### What is expected
Select from the records below every line that has the word "reportkit" in it.

### Records shown
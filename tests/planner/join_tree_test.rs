//! Join trees built from schema relations, rendered and executed.

#[path = "../common/mod.rs"]
mod common;

use reportkit::executor::QueryExecutor;
use reportkit::relation::{JoinTree, NodeId, RelationError};
use reportkit::sql::{count_distinct, field, Dialect, ExprExt, OrderByExpr, Query, SelectExpr};

#[test]
fn test_shared_prefix_is_joined_once() {
    let schema = common::schema();
    let relationships = schema.relation_for("Company", &["relationships"]).unwrap();
    let people = schema.relation_for("Company", &["people"]).unwrap();

    let mut tree = JoinTree::new("companies");
    let a = tree.attach(&relationships, true).unwrap();
    let b = tree.attach(&people, true).unwrap();
    assert_eq!(a.last(), b.get(NodeId(1)).unwrap());
    assert_eq!(tree.join_index()["relationships"].len(), 1);
    assert_eq!(tree.alias(b.last()), Some("people"));
}

#[test]
fn test_rendered_from_clause() {
    let schema = common::schema();
    let mut tree = JoinTree::new("quotes");
    let contact = tree
        .attach(&schema.relation_for("Quote", &["contact"]).unwrap(), false)
        .unwrap();
    let responsible = tree
        .attach(&schema.relation_for("Quote", &["responsible"]).unwrap(), false)
        .unwrap();

    let select = vec![
        tree.bind_root(&field(NodeId::ROOT, "id")).unwrap(),
        tree.bind(&contact, &field(NodeId(1), "first_name")).unwrap(),
        tree.bind(&responsible, &field(NodeId(1), "first_name")).unwrap(),
    ];
    let query = tree.apply(Query::new().select(select)).unwrap();
    insta::assert_snapshot!(query.to_sql(Dialect::Sqlite), @r#"
    SELECT
      "quotes"."id",
      "people"."first_name",
      "people_2"."first_name"
    FROM "quotes"
    LEFT JOIN "people" ON "people"."id" = "quotes"."contact_id"
    LEFT JOIN "people" AS "people_2" ON "people_2"."id" = "quotes"."responsible_id"
    "#);
}

#[test]
fn test_executes_against_fixture() {
    let schema = common::schema();
    let db = common::database();
    let mut tree = JoinTree::new("quotes");
    let contact = tree
        .attach(&schema.relation_for("Quote", &["contact"]).unwrap(), false)
        .unwrap();
    let responsible = tree
        .attach(&schema.relation_for("Quote", &["responsible"]).unwrap(), false)
        .unwrap();

    let id = tree.bind_root(&field(NodeId::ROOT, "id")).unwrap();
    let query = tree
        .apply(Query::new().select(vec![id.clone()]))
        .unwrap()
        .filter(
            tree.bind(&contact, &field(NodeId(1), "first_name"))
                .unwrap()
                .eq(tree.bind(&responsible, &field(NodeId(1), "first_name")).unwrap()),
        )
        .order_by(vec![OrderByExpr::asc(id)]);
    let rows = db.select_rows(&query).unwrap();
    assert_eq!(rows, vec![vec![common::int(4)]]);
}

#[test]
fn test_self_join_counts_related_companies() {
    let schema = common::schema();
    let db = common::database();
    let related = schema
        .resolve_column("Company", "related_count")
        .unwrap()
        .fields
        .remove(0);

    let mut tree = JoinTree::new("companies");
    let map = tree.attach(&related.relation, true).unwrap();
    assert!(tree.fans_out());
    assert_eq!(tree.alias(map.last()), Some("relationships_2"));

    let id = tree.bind_root(&field(NodeId::ROOT, "id")).unwrap();
    let counted = tree
        .bind(&map, &count_distinct(field(related.relation.last_node(), "company_id")))
        .unwrap();
    let query = tree
        .apply(Query::new().select(vec![SelectExpr::new(id.clone()), SelectExpr::new(counted)]))
        .unwrap()
        .group_by(vec![id.clone()])
        .order_by(vec![OrderByExpr::asc(id)]);
    let counts: Vec<_> = db
        .select_rows(&query)
        .unwrap()
        .into_iter()
        .map(|row| row[1].clone())
        .collect();
    assert_eq!(
        counts,
        vec![common::int(1), common::int(2), common::int(2), common::int(0)]
    );
}

#[test]
fn test_relation_from_other_root_rejected() {
    let schema = common::schema();
    let mut tree = JoinTree::new("quotes");
    let err = tree
        .attach(&schema.relation_for("Company", &["quotes"]).unwrap(), false)
        .unwrap_err();
    assert_eq!(
        err,
        RelationError::RootMismatch {
            expected: "quotes".into(),
            found: "companies".into()
        }
    );
}

#[test]
fn test_singularity_from_indexes() {
    let schema = common::schema();
    let db = common::database();
    let cache = reportkit::cache::IndexCache::new();
    let pk = |table: &str| schema.primary_key_for_table(table);

    let singular = |entity: &str, path: &[&str]| {
        schema
            .relation_for(entity, path)
            .unwrap()
            .is_singular(&cache, &*db, &pk)
            .unwrap()
    };
    assert!(singular("Quote", &["contact"]));
    assert!(singular("Quote", &["company"]));
    assert!(singular("Company", &["financial"]));
    assert!(!singular("Company", &["quotes"]));
    assert!(!singular("Company", &["people"]));
    assert!(singular("Company", &[]));
    assert!(cache.contains("financials"));
}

### Answer for the task
use reportkit::executor::QueryExecutor;
use reportkit::relation::{JoinTree, NodeId, RelationError};
use reportkit::sql::{count_distinct, field, Dialect, ExprExt, OrderByExpr, Query, SelectExpr};
    let cache = reportkit::cache::IndexCache::new();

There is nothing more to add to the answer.